** Data supplied **
==============================
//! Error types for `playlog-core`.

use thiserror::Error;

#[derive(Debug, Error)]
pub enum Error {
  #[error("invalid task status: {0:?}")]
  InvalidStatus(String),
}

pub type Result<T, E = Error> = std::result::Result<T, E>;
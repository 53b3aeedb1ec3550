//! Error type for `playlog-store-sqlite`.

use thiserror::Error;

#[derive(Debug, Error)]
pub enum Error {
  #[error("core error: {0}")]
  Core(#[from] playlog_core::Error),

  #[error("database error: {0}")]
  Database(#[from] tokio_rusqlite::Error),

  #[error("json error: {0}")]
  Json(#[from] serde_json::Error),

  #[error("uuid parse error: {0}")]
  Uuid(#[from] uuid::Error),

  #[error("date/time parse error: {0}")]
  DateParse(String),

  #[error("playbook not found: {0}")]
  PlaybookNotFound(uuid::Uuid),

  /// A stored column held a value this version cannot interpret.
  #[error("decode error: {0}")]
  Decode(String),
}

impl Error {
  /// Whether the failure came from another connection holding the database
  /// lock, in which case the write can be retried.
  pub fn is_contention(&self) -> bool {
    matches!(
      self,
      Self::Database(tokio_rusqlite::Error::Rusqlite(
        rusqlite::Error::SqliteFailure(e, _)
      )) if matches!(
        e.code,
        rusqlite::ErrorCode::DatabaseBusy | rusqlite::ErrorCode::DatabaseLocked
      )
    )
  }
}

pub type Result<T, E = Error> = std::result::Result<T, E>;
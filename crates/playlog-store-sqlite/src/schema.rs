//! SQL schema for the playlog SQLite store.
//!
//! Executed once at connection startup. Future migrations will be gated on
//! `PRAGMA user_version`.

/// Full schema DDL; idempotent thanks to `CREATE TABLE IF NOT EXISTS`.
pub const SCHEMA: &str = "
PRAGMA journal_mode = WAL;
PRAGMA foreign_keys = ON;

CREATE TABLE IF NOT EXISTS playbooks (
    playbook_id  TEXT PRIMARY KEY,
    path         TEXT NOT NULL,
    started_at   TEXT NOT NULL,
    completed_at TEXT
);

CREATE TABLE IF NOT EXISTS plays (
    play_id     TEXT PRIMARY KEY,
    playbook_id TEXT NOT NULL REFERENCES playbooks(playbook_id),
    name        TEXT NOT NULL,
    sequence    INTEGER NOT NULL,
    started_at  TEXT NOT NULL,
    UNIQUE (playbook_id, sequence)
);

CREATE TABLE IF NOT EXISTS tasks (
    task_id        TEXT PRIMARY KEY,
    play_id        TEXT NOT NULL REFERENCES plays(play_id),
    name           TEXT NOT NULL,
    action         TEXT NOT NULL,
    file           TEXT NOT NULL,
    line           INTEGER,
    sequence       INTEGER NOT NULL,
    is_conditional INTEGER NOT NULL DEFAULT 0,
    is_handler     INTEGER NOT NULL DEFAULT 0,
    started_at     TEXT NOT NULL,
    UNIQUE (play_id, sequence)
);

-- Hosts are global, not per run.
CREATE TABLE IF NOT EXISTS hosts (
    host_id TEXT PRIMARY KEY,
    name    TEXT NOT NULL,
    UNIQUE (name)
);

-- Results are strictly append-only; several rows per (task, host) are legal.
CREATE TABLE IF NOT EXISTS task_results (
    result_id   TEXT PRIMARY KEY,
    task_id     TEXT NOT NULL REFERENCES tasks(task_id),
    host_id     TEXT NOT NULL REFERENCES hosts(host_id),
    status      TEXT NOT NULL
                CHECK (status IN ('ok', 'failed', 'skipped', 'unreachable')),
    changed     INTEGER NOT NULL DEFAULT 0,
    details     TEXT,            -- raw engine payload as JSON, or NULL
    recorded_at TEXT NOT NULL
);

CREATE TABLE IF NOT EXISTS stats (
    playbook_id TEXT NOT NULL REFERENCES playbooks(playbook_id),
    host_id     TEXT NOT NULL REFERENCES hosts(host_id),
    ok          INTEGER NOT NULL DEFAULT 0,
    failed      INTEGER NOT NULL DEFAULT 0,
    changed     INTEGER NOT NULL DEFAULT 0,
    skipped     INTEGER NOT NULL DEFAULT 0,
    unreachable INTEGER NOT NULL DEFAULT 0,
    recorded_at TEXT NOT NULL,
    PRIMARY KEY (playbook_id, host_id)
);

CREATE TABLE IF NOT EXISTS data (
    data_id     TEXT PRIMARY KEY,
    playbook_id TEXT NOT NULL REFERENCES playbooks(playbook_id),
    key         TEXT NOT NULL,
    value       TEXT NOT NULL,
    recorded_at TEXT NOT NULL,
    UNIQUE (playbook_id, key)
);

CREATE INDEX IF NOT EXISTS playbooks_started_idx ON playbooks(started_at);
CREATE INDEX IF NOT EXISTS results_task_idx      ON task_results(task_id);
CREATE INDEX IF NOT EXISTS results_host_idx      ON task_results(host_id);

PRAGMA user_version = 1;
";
==============================
** Problem to work on **
Going through the data above, state how many lines include the word "CREATE"; only that number is needed.

** Solution for this exercise **
11